*AIM OF THE EXERCISE*.
Each entry needs to be reproduced exactly, with none left out.
____
impl SpecKey {
    pub(crate) fn new<B: Backend>(native: &Arc<NativeDevice<B>>, config: &KernelConfig) -> Self {
        let mut bits = u64::from(config.local_size[0])
            | u64::from(config.local_size[1]) << 16
            | u64::from(config.local_size[2]) << 32;
        if config.lower_int64 {
            bits |= 1 << 48;
        }
        if config.lower_int16 {
            bits |= 1 << 49;
        }
        if config.support_global_work_offsets {
            bits |= 1 << 50;
        }
        if config.support_work_group_offsets {
            bits |= 1 << 51;
        }
        let args = config
            .args
            .iter()
            .map(|arg| match *arg {
                ArgConfig::None => 0,
                ArgConfig::Local { size } => size,
                ArgConfig::Sampler {
                    normalized_coords,
                    linear_filtering,
                    addressing_mode,
                } => {
                    u32::from(normalized_coords)
                        | (addressing_mode & 0x7) << 1
                        | u32::from(linear_filtering) << 4
                }
            })
            .collect();
        SpecKey {
            device: Arc::as_ptr(native) as usize,
            config_bits: bits,
            args,
        }
    }
}

/// A resolved specialization: bytecode plus its pipeline.
pub(crate) struct SpecValue<B: Backend> {
    pub kernel: CompiledKernel,
    pub pso: Arc<B::PipelineState>,
}

/// Everything known about one kernel of a built program on one device.
pub(crate) struct KernelData<B: Backend> {
    pub info: KernelInfo,
    pub generic: CompiledKernel,
    pub spec_cache: Mutex<FxHashMap<SpecKey, Arc<SpecValue<B>>>>,
}

pub(crate) struct PerDeviceBuild<B: Backend> {
    pub device: OwnedRef<Device<B>>,
    pub native: Arc<NativeDevice<B>>,
    pub status: BuildStatus,
    pub log: String,
    pub binary_type: BinaryType,
    pub il: Option<Arc<dyn ProgramIl>>,
    pub kernels: BTreeMap<String, Arc<KernelData<B>>>,
    pub options: String,
    pub pending_links: u32,
}

struct ProgramState<B: Backend> {
    builds: FxHashMap<usize, PerDeviceBuild<B>>,
    live_kernels: u32,
    spec_constants: SpecConstantValues,
}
____
*ANSWER FOR THE TASK*.
impl SpecKey {
    pub(crate) fn new<B: Backend>(native: &Arc<NativeDevice<B>>, config: &KernelConfig) -> Self {
        let mut bits = u64::from(config.local_size[0])
            | u64::from(config.local_size[1]) << 16
            | u64::from(config.local_size[2]) << 32;
        if config.lower_int64 {
            bits |= 1 << 48;
        }
        if config.lower_int16 {
            bits |= 1 << 49;
        }
        if config.support_global_work_offsets {
            bits |= 1 << 50;
        }
        if config.support_work_group_offsets {
            bits |= 1 << 51;
        }
        let args = config
            .args
            .iter()
            .map(|arg| match *arg {
                ArgConfig::None => 0,
                ArgConfig::Local { size } => size,
                ArgConfig::Sampler {
                    normalized_coords,
                    linear_filtering,
                    addressing_mode,
                } => {
                    u32::from(normalized_coords)
                        | (addressing_mode & 0x7) << 1
                        | u32::from(linear_filtering) << 4
                }
            })
            .collect();
        SpecKey {
            device: Arc::as_ptr(native) as usize,
            config_bits: bits,
            args,
        }
    }
}

/// A resolved specialization: bytecode plus its pipeline.
pub(crate) struct SpecValue<B: Backend> {
    pub kernel: CompiledKernel,
    pub pso: Arc<B::PipelineState>,
}

/// Everything known about one kernel of a built program on one device.
pub(crate) struct KernelData<B: Backend> {
    pub info: KernelInfo,
    pub generic: CompiledKernel,
    pub spec_cache: Mutex<FxHashMap<SpecKey, Arc<SpecValue<B>>>>,
}

pub(crate) struct PerDeviceBuild<B: Backend> {
    pub device: OwnedRef<Device<B>>,
    pub native: Arc<NativeDevice<B>>,
    pub status: BuildStatus,
    pub log: String,
    pub binary_type: BinaryType,
    pub il: Option<Arc<dyn ProgramIl>>,
    pub kernels: BTreeMap<String, Arc<KernelData<B>>>,
    pub options: String,
    pub pending_links: u32,
}

struct ProgramState<B: Backend> {
    builds: FxHashMap<usize, PerDeviceBuild<B>>,
    live_kernels: u32,
    spec_constants: SpecConstantValues,
}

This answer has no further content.